Monday, July 22, 2024

ARGENTINA | 19-09-2023 20:44

President Alberto Fernández uses final UNGA address to reiterate IMF, Malvinas demands

President Alberto Fernández demands United States end "inadmissible" economic blockade of Cuba and sanctions applied to Venezuela in final address to United Nations General Assembly as head of state.

President Alberto Fernandez has used his final address to the United Nations General Assembly on Tuesday to take aim at the International Monetary Fund (IMF), calling on the multilateral lender to stop inflicting surcharges on indebted countries.

In his fourth address to the gathering of world leaders, the Peronist leader described the IMF practice as “shameful” and said he wanted it reviewed.

“It is shameful that the IMF applies surcharges on rates to many countries, to which it becomes unbearable to carry the backpack of foreign debt,” said Fernández, whose mandate ends on December 10 and has chosen not to seek re-election.

Argentina took out a huge US$57-billion IMF loan in 2018, under the government of Mauricio Macri (2015-2019), but upon taking office President Fernandez waived the outstanding disbursements and renegotiated the accord in 2021 for US$44 billion.

According to calculations by the Economy Ministry, the basic rate of 4.033 percent applied by the IMF has risen to 8.033 percent for Argentina, due to various penalties and financial surcharges.

“They finance Ukraine in the middle of the war while they apply surcharges to the interests they charge,” criticised the president, who called for “a new framework for the treatment of sovereign debts that has development with social justice as its aim.”

Fernández concluded: “Experience shows that when a people is asphyxiated with the eternal sentence of indebtedness, its strength fades, social crises increase and debts become uncollectible.”

On the other hand, Fernández once again urged Iran to “cooperate in order to advance in the investigation” of the 1994 terrorist attack on the AMIA Jewish community centre in Buenos Aires, which left 85 dead and 300 wounded.

Argentina’s justice system has allegations levelled against Iranian leaders, but has been unable to interrogate and question them.

Fernández also urged the United States to end “the inadmissible” economic blockade of Cuba and “the sanctions” applied to Venezuela and its government. Argentina “firmly opposes the use of unilateral measures of coercion and the adoption of discriminatory trade practices,” he declared.

“The perpetuation of the blockade against Cuba is inadmissible”, said Fernández, who last Saturday was in Havana to meet with Cuban leader Miguel Díaz Canel.

Finally, President Fernández reiterated Argentina’s sovereign claim over the disputed Malvinas (Falkland) Islands, calling on Britain to return to the negotiating table. 

The Peronist leader repeated that the islands are “part of Argentine territory”, but “are illegally occupied by the United Kingdom.” Before world leaders, he observed that  London “refuses to abide by a 1965 UN resolution to enter into sovereignty negotiations.”

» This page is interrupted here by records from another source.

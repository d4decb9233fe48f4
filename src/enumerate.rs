//! Device tree enumeration.
//!
//! Native backends implement [`DeviceTree`]: every call acquires its own
//! enumeration handle, walks the present-device set and releases the handle
//! before returning. The monitor only sees the async [`DeviceProbe`], which
//! runs the blocking walk off the runtime and degrades enumeration failures
//! to "not present".

#[cfg(target_os = "linux")]
mod sysfs;
#[cfg(windows)]
mod setupapi;

use std::sync::Arc;

use async_trait::async_trait;
use serde::{Deserialize, Serialize};
use thiserror::Error;
use tracing::{trace, warn};

use crate::config::Config;
use crate::domain::DeviceId;

#[cfg(target_os = "linux")]
pub use sysfs::SysfsTree;
#[cfg(windows)]
pub use setupapi::SetupApiTree;

/// Name reported when the device tree has no description for a device.
pub const UNKNOWN_DEVICE_NAME: &str = "Unknown Device";

/// How a tracked id is compared with enumerated instance ids.
#[derive(Debug, Clone, Copy, Default, PartialEq, Eq, Serialize, Deserialize)]
#[serde(rename_all = "lowercase")]
pub enum IdMatch {
    /// Case-insensitive equality with the canonical instance id (default).
    #[default]
    Exact,
    /// Tracked id contained anywhere in the instance id.
    ///
    /// Approximate: `1-1` also matches `1-1.4`. Kept for directories written
    /// against partial ids.
    Substring,
}

impl IdMatch {
    /// Whether `instance_id` identifies the tracked device `tracked`.
    pub fn matches(self, tracked: &str, instance_id: &str) -> bool {
        match self {
            Self::Exact => instance_id.eq_ignore_ascii_case(tracked),
            Self::Substring => instance_id.contains(tracked),
        }
    }
}

/// Presence and enablement of one device at sampling time.
#[derive(Debug, Clone, Copy, Default, PartialEq, Eq, Serialize)]
pub struct DeviceStatus {
    pub present: bool,
    pub enabled: bool,
}

impl DeviceStatus {
    pub const ABSENT: Self = Self {
        present: false,
        enabled: false,
    };
}

/// A present USB device, as offered by the device picker.
#[derive(Debug, Clone, PartialEq, Eq, Serialize)]
pub struct PresentDevice {
    pub instance_id: String,
    pub name: String,
    pub enabled: bool,
}

/// Errors that can occur while walking the device tree.
#[derive(Error, Debug)]
pub enum EnumerationError {
    #[error("Device enumeration unavailable: {0}")]
    Unavailable(String),
}

/// Blocking access to the OS device tree.
pub trait DeviceTree: Send + Sync + 'static {
    /// Look up presence and the started bit of one device.
    fn query(&self, id: &str, id_match: IdMatch) -> Result<DeviceStatus, EnumerationError>;

    /// Description (or friendly name) of one device, if it is present.
    fn display_name(&self, id: &str, id_match: IdMatch)
    -> Result<Option<String>, EnumerationError>;

    /// All present USB devices.
    fn list_usb(&self) -> Result<Vec<PresentDevice>, EnumerationError>;
}

/// Async device queries used by the monitor.
#[async_trait]
pub trait DeviceProbe: Send + Sync {
    /// Sample a device. Never fails: unknown presence reads as absent.
    async fn query_device(&self, id: &DeviceId) -> DeviceStatus;

    /// Human-readable label, falling back to [`UNKNOWN_DEVICE_NAME`].
    async fn resolve_display_name(&self, id: &DeviceId) -> String;
}

/// Runs a [`DeviceTree`] on the blocking pool.
pub struct BlockingProbe<T> {
    tree: Arc<T>,
    id_match: IdMatch,
}

impl<T: DeviceTree> BlockingProbe<T> {
    pub fn new(tree: T, id_match: IdMatch) -> Self {
        Self {
            tree: Arc::new(tree),
            id_match,
        }
    }

    pub fn tree(&self) -> &T {
        &self.tree
    }
}

#[async_trait]
impl<T: DeviceTree> DeviceProbe for BlockingProbe<T> {
    async fn query_device(&self, id: &DeviceId) -> DeviceStatus {
        let tree = Arc::clone(&self.tree);
        let id_match = self.id_match;
        let target = id.as_str().to_string();

        let result = tokio::task::spawn_blocking(move || tree.query(&target, id_match)).await;

        match result {
            Ok(Ok(status)) => {
                trace!("Sampled {}: {:?}", id, status);
                status
            }
            Ok(Err(e)) => {
                warn!("Treating {} as absent: {}", id, e);
                DeviceStatus::ABSENT
            }
            Err(e) => {
                warn!("Enumeration task for {} failed: {}", id, e);
                DeviceStatus::ABSENT
            }
        }
    }

    async fn resolve_display_name(&self, id: &DeviceId) -> String {
        let tree = Arc::clone(&self.tree);
        let id_match = self.id_match;
        let target = id.as_str().to_string();

        let result =
            tokio::task::spawn_blocking(move || tree.display_name(&target, id_match)).await;

        match result {
            Ok(Ok(Some(name))) if !name.trim().is_empty() => name,
            Ok(Ok(_)) => UNKNOWN_DEVICE_NAME.to_string(),
            Ok(Err(e)) => {
                warn!("Could not resolve name for {}: {}", id, e);
                UNKNOWN_DEVICE_NAME.to_string()
            }
            Err(e) => {
                warn!("Name lookup task for {} failed: {}", id, e);
                UNKNOWN_DEVICE_NAME.to_string()
            }
        }
    }
}

/// Device tree for platforms without a native backend. Everything is absent.
#[derive(Debug, Default)]
pub struct UnsupportedTree;

impl DeviceTree for UnsupportedTree {
    fn query(&self, _id: &str, _id_match: IdMatch) -> Result<DeviceStatus, EnumerationError> {
        Err(EnumerationError::Unavailable(
            "no device tree backend for this platform".to_string(),
        ))
    }

    fn display_name(
        &self,
        _id: &str,
        _id_match: IdMatch,
    ) -> Result<Option<String>, EnumerationError> {
        Ok(None)
    }

    fn list_usb(&self) -> Result<Vec<PresentDevice>, EnumerationError> {
        Ok(Vec::new())
    }
}

/// Device tree for the current platform.
#[cfg(target_os = "linux")]
pub fn native_tree(config: &Config) -> SysfsTree {
    SysfsTree::new(config.sysfs_root.clone())
}

/// Device tree for the current platform.
#[cfg(windows)]
pub fn native_tree(_config: &Config) -> SetupApiTree {
    SetupApiTree
}

/// Device tree for the current platform.
#[cfg(not(any(target_os = "linux", windows)))]
pub fn native_tree(_config: &Config) -> UnsupportedTree {
    UnsupportedTree
}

He concluded: “We question the continued development of unilateral activities of exploration and exploitation of natural resources in the disputed area, thus contradicting Resolution 31/49 of this Assembly, as well as the military presence in the South Atlantic.”

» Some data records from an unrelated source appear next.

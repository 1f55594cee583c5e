// mirc — kernel-bound dataflow graph compiler
//
// Library root. Front end, graph store, io-complement pass and the pipeline
// that drives them.

pub mod ast;
pub mod build;
pub mod catalog;
pub mod config;
pub mod diag;
pub mod dot;
pub mod graph;
pub mod id;
pub mod io_complement;
pub mod lexer;
pub mod op_desc;
pub mod parser;
pub mod pass;
pub mod pipeline;
pub mod types;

“Argentina maintains a firm commitment to the peaceful solution of this anachronistic colonial situation,” he told the audience.

While in the United States, Fernández met with UN Secretary-General António Guterres and Susan Segal, the president of the Council of the Americas, and with US businessmen at the headquarters of the Americas Society/Council of the Americas (AS/COA). 

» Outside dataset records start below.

// io_complement.rs — Io-complement pass and io_copy kernel narrowing
//
// Finds every edge whose produced type does not satisfy the declared input
// type of the consuming instruction's picked kernel, and splices an `io_copy`
// instruction into it:
//
//   before:  var ──▶ inst
//   after:   var ──▶ io_copy ──▶ var/trans/<n> ──▶ inst
//
// Kernel narrowing (`pick_io_copy_kernel`) is a separate step that reduces
// every io_copy's candidate list to the one kernel matching its actual input
// type and output target.
//
// Preconditions: the graph passes `check_valid`, is fully typed and
//   kernel-bound; valid places are configured.
// Postconditions: on `Ok`, every input of a source instruction is either
//   type-compatible with the picked kernel's declaration or produced by an
//   io_copy, and the graph passes `check_valid`.
// Failure modes: `PassError`. The graph is checked before the scan and
//   surgery validates every precondition before the first mutation, so a
//   failed insertion leaves the graph untouched.
// Side effects: logs mismatches, insertions and the final graph in DOT form.

use crate::catalog::{CatalogError, Kernel, OpCatalog, IO_COPY_OP};
use crate::diag::{codes, Diagnostic};
use crate::graph::{GraphError, Instruction, SsaGraph};
use crate::id::NodeId;
use crate::op_desc::OpDesc;
use crate::types::{type_compatible_to, Place, Type};

/// Formal input parameter of an io_copy instruction.
pub const IO_COPY_INPUT: &str = "Input";
/// Formal output parameter of an io_copy instruction.
pub const IO_COPY_OUTPUT: &str = "Out";

// ── Errors ──────────────────────────────────────────────────────────────────

#[derive(Debug, thiserror::Error)]
pub enum PassError {
    #[error("valid places are empty")]
    EmptyValidPlaces,
    #[error("argument '{argument}' has no inferred type")]
    MissingType { argument: String },
    #[error("operator '{0}' is not in the catalog")]
    UnknownOperator(String),
    #[error("instruction {node} does not read argument '{argument}'")]
    NoInputArgname { node: NodeId, argument: String },
    #[error("instruction {node} has no picked kernel")]
    NoPickedKernel { node: NodeId },
    #[error("kernel {kernel} declares no type for '{formal}'")]
    NoDeclType { kernel: String, formal: String },
    #[error("instruction {node} reads '{argument}' through formals that no single conversion satisfies")]
    ConflictingFormals { node: NodeId, argument: String },
    #[error("node {0} is not an argument")]
    NotAnArgument(NodeId),
    #[error("node {0} is not an instruction")]
    NotAnInstruction(NodeId),
    #[error("no io_copy kernel is available for {node}")]
    NoCandidateKernels { node: NodeId },
    #[error("io_copy {node} has {inputs} inputs and {outputs} outputs, expected one of each")]
    NonUnaryConversion {
        node: NodeId,
        inputs: usize,
        outputs: usize,
    },
    #[error(transparent)]
    Catalog(CatalogError),
    #[error(transparent)]
    Graph(GraphError),
}

impl From<GraphError> for PassError {
    fn from(e: GraphError) -> Self {
        match e {
            GraphError::UntypedInput { argument, .. } => PassError::MissingType { argument },
            other => PassError::Graph(other),
        }
    }
}

impl From<CatalogError> for PassError {
    fn from(e: CatalogError) -> Self {
        match e {
            CatalogError::UnknownOperator(op) => PassError::UnknownOperator(op),
            other => PassError::Catalog(other),
        }
    }
}

impl PassError {
    /// The node the error is about, when there is one.
    pub fn node(&self) -> Option<NodeId> {
        match self {
            PassError::NoInputArgname { node, .. }
            | PassError::ConflictingFormals { node, .. }
            | PassError::NoPickedKernel { node }
            | PassError::NoCandidateKernels { node }
            | PassError::NonUnaryConversion { node, .. } => Some(*node),
            PassError::NotAnArgument(node) | PassError::NotAnInstruction(node) => Some(*node),
            _ => None,
        }
    }

    pub fn to_diagnostic(&self) -> Diagnostic {
        let code = match self {
            PassError::EmptyValidPlaces => codes::E0200,
            _ => codes::E0201,
        };
        let mut diag = Diagnostic::error(code, self.to_string());
        if let Some(node) = self.node() {
            diag = diag.with_node(node);
        }
        match self {
            PassError::EmptyValidPlaces => {
                diag.with_hint("add `set valid_places = [...]` or pass --valid-places")
            }
            PassError::UnknownOperator(op) if op == IO_COPY_OP => {
                diag.with_hint("declare io_copy kernels in the source or an -I catalog")
            }
            _ => diag,
        }
    }
}

// ── Pass ────────────────────────────────────────────────────────────────────

/// Inserts io_copy instructions on type-mismatched edges.
#[derive(Debug, Clone, Default)]
pub struct IoComplementPass {
    valid_places: Vec<Place>,
}

impl IoComplementPass {
    pub fn new() -> Self {
        Self::default()
    }

    /// Set the ordered places io_copy kernels are enumerated for.
    pub fn set_valid_places(&mut self, places: Vec<Place>) -> Result<(), PassError> {
        if places.is_empty() {
            return Err(PassError::EmptyValidPlaces);
        }
        self.valid_places = places;
        Ok(())
    }

    pub fn valid_places(&self) -> &[Place] {
        &self.valid_places
    }

    /// Scan every instruction present at entry and complement each input.
    /// Returns the number of io_copy instructions inserted.
    pub fn apply(&self, graph: &mut SsaGraph, catalog: &OpCatalog) -> Result<usize, PassError> {
        if self.valid_places.is_empty() {
            return Err(PassError::EmptyValidPlaces);
        }
        graph.check_valid()?;

        let mut inserted = 0;
        for inst_id in graph.instruction_ids() {
            let node = graph.node(inst_id).ok_or(GraphError::UnknownNode(inst_id))?;
            let Some(inst) = node.as_instruction() else {
                continue;
            };
            // Conversions spliced in by an earlier scan are settled by
            // narrowing. An io_copy written in the source is an ordinary
            // consumer.
            if inst.inserted {
                continue;
            }
            let inputs = node.inlinks.clone();
            for input in inputs {
                if self.complement_inputs(graph, catalog, inst_id, input)? {
                    inserted += 1;
                }
            }
        }

        graph.check_valid()?;
        log::info!(
            "io_complement: {} io_copy instruction(s) inserted\n{}",
            inserted,
            crate::dot::emit_dot(graph)
        );
        Ok(inserted)
    }

    /// Check one input edge of `inst` and insert an io_copy on mismatch.
    /// Returns whether an io_copy was inserted.
    pub fn complement_inputs(
        &self,
        graph: &mut SsaGraph,
        catalog: &OpCatalog,
        inst: NodeId,
        input: NodeId,
    ) -> Result<bool, PassError> {
        let inst_node = graph.node(inst).ok_or(GraphError::UnknownNode(inst))?;
        if !inst_node.inlinks.contains(&input) {
            return Ok(false);
        }
        let instruction = inst_node
            .as_instruction()
            .ok_or(PassError::NotAnInstruction(inst))?;
        let arg = graph
            .node(input)
            .ok_or(GraphError::UnknownNode(input))?
            .as_argument()
            .ok_or(PassError::NotAnArgument(input))?;

        if instruction.desc().input_argname(&arg.name).is_none() {
            return Err(PassError::NoInputArgname {
                node: inst,
                argument: arg.name.clone(),
            });
        }
        let kernel = instruction
            .picked_kernel()
            .ok_or(PassError::NoPickedKernel { node: inst })?;
        let declared_types = instruction
            .desc()
            .input_argnames(&arg.name)
            .map(|formal| {
                kernel
                    .input_decl_type(formal)
                    .map(|ty| (formal, *ty))
                    .ok_or_else(|| PassError::NoDeclType {
                        kernel: kernel.to_string(),
                        formal: formal.to_string(),
                    })
            })
            .collect::<Result<Vec<_>, _>>()?;
        let produced = arg.ty.ok_or_else(|| PassError::MissingType {
            argument: arg.name.clone(),
        })?;

        let Some(&(formal, declared)) = declared_types
            .iter()
            .find(|(_, ty)| !type_compatible_to(&produced, ty))
        else {
            return Ok(false);
        };
        // One link, one conversion: its output must suit every formal.
        let converted = declared.refine(&produced);
        if declared_types
            .iter()
            .any(|(_, ty)| !type_compatible_to(&converted, ty))
        {
            return Err(PassError::ConflictingFormals {
                node: inst,
                argument: arg.name.clone(),
            });
        }
        log::info!(
            "io_complement: {} reads '{}' as {} ({}), declared {}",
            inst,
            arg.name,
            formal,
            produced,
            declared
        );
        self.add_io_copy_inst(graph, catalog, &produced, &declared, input, inst)?;
        Ok(true)
    }

    /// Splice an io_copy between argument `var` and instruction `inst`.
    /// Returns the id of the new io_copy instruction.
    pub fn add_io_copy_inst(
        &self,
        graph: &mut SsaGraph,
        catalog: &OpCatalog,
        from: &Type,
        to: &Type,
        var: NodeId,
        inst: NodeId,
    ) -> Result<NodeId, PassError> {
        if self.valid_places.is_empty() {
            return Err(PassError::EmptyValidPlaces);
        }

        // ── Validate and prepare; nothing below mutates the graph ──
        let var_name = graph
            .node(var)
            .ok_or(GraphError::UnknownNode(var))?
            .as_argument()
            .ok_or(PassError::NotAnArgument(var))?
            .name
            .clone();
        if !graph.has_link(var, inst) {
            return Err(GraphError::MissingLink {
                from: var,
                to: inst,
            }
            .into());
        }
        let mut consumer_desc = graph
            .node(inst)
            .ok_or(GraphError::UnknownNode(inst))?
            .as_instruction()
            .ok_or(PassError::NotAnInstruction(inst))?
            .desc()
            .clone();
        if consumer_desc.input_argname(&var_name).is_none() {
            return Err(PassError::NoInputArgname {
                node: inst,
                argument: var_name,
            });
        }

        let mut io_copy = catalog.create(IO_COPY_OP)?;
        let candidates = io_copy.create_kernels(&self.valid_places);
        if candidates.is_empty() {
            return Err(PassError::NoCandidateKernels { node: inst });
        }
        graph.check_valid()?;

        let new_name = graph.fresh_argument_name(&var_name);
        let mut desc = OpDesc::new();
        desc.set_type(IO_COPY_OP);
        desc.set_input(IO_COPY_INPUT, vec![var_name.clone()]);
        desc.set_output(IO_COPY_OUTPUT, vec![new_name.clone()]);
        io_copy.attach(desc)?;

        consumer_desc.rename_input_argument(&var_name, &new_name);
        consumer_desc.flush().map_err(CatalogError::from)?;

        // ── Commit ──
        let new_arg = graph.new_argument_node(new_name.clone(), Some(to.refine(from)))?;
        let io_copy_id = graph.new_instruction_node(Instruction::inserted(io_copy, candidates));
        graph.remove_directed_link(var, inst)?;
        if let Some(consumer) = graph.node_mut(inst).and_then(|n| n.as_instruction_mut()) {
            consumer.op.attach(consumer_desc)?;
        }
        graph.directed_link(var, io_copy_id)?;
        graph.directed_link(io_copy_id, new_arg)?;
        graph.directed_link(new_arg, inst)?;
        graph.check_valid()?;

        log::debug!(
            "io_complement: inserted io_copy {} for '{}' -> {} ({} -> {})",
            io_copy_id,
            var_name,
            inst,
            from,
            to
        );
        Ok(io_copy_id)
    }
}

// ── Kernel narrowing ────────────────────────────────────────────────────────

/// Narrow every io_copy instruction to the first candidate kernel that
/// accepts its input type and writes its output target. Instructions with no
/// matching candidate keep their list and produce a `W0200` warning.
pub fn pick_io_copy_kernel(graph: &mut SsaGraph) -> Result<Vec<Diagnostic>, PassError> {
    let io_copies: Vec<NodeId> = graph
        .instructions()
        .filter(|(_, inst)| inst.is_io_copy())
        .map(|(id, _)| id)
        .collect();

    let mut diags = Vec::new();
    for id in io_copies {
        let node = graph.node(id).ok_or(GraphError::UnknownNode(id))?;
        let inst = node.as_instruction().ok_or(PassError::NotAnInstruction(id))?;
        if inst.valid_kernels.is_empty() {
            return Err(PassError::NoCandidateKernels { node: id });
        }
        if node.inlinks.len() != 1 || node.outlinks.len() != 1 {
            return Err(PassError::NonUnaryConversion {
                node: id,
                inputs: node.inlinks.len(),
                outputs: node.outlinks.len(),
            });
        }
        let actual_in = argument_type(graph, node.inlinks[0])?;
        let actual_out = argument_type(graph, node.outlinks[0])?;

        let found = inst
            .valid_kernels
            .iter()
            .position(|k| kernel_converts(k, &actual_in, &actual_out));

        match found {
            Some(index) => {
                let Some(inst) = graph.node_mut(id).and_then(|n| n.as_instruction_mut()) else {
                    continue;
                };
                let kernel = inst.valid_kernels.swap_remove(index);
                log::info!("io_copy_kernel_pick: {} -> {}", id, kernel);
                inst.valid_kernels = vec![kernel];
            }
            None => {
                log::warn!(
                    "io_copy_kernel_pick: no kernel of {} converts {} to {}",
                    id,
                    actual_in,
                    actual_out.target.name()
                );
                diags.push(
                    Diagnostic::warning(
                        codes::W0200,
                        format!(
                            "no io_copy kernel converts {} to target {}; candidates left unnarrowed",
                            actual_in,
                            actual_out.target.name()
                        ),
                    )
                    .with_node(id),
                );
            }
        }
    }
    Ok(diags)
}

fn kernel_converts(kernel: &Kernel, actual_in: &Type, actual_out: &Type) -> bool {
    let accepts = kernel
        .input_decl_type(IO_COPY_INPUT)
        .is_some_and(|t| type_compatible_to(actual_in, t));
    let writes = kernel
        .output_decl_type(IO_COPY_OUTPUT)
        .is_some_and(|t| t.target == actual_out.target);
    accepts && writes
}

fn argument_type(graph: &SsaGraph, id: NodeId) -> Result<Type, PassError> {
    let arg = graph
        .node(id)
        .ok_or(GraphError::UnknownNode(id))?
        .as_argument()
        .ok_or(PassError::NotAnArgument(id))?;
    arg.ty.ok_or_else(|| PassError::MissingType {
        argument: arg.name.clone(),
    })
}

// ── Tests ───────────────────────────────────────────────────────────────────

During the meeting with Segal, it was reported that “issues related to export potential and investment opportunities offered by Argentina in various economic sectors were discussed.”

The president also attended a closed session of leaders from the European Union, the CELAC regional bloc and the African Union.

Perhaps his highest-profile talks, however, were held with Alexandria Ocasio-Cortez, the US Democratic congresswoman who recently alleged that US investor Paul Singer – the leader of the so-called ‘vulture funds’ that staged a decade-long legal battle with Argentina in the courts – had gifted a luxury holiday to US Supreme Court Justice Samuel Alito, who later ruled in Singer’s favour against Argentina.

“She told all the information she had, she said that she is following the issue because it is a situation that is very close to her heart, she is the daughter of a Puerto Rican, her mother and sister still live there. And the situation of the vulture funds that have taken over the management of the economy in Puerto Rico is quite paradigmatic,” government sources told Noticias Argentinas.

“They are still investigating, it is the first time that there have been such strong allegations of corruption in the United States [Supreme]Court and that makes it difficult to know how to deal with the issue,” they added.

President Fernández’s team agreed to remain in touch with Ocasio-Cortez, whose observations were also highlighted by Vice-President Cristina Fernández de Kirchner.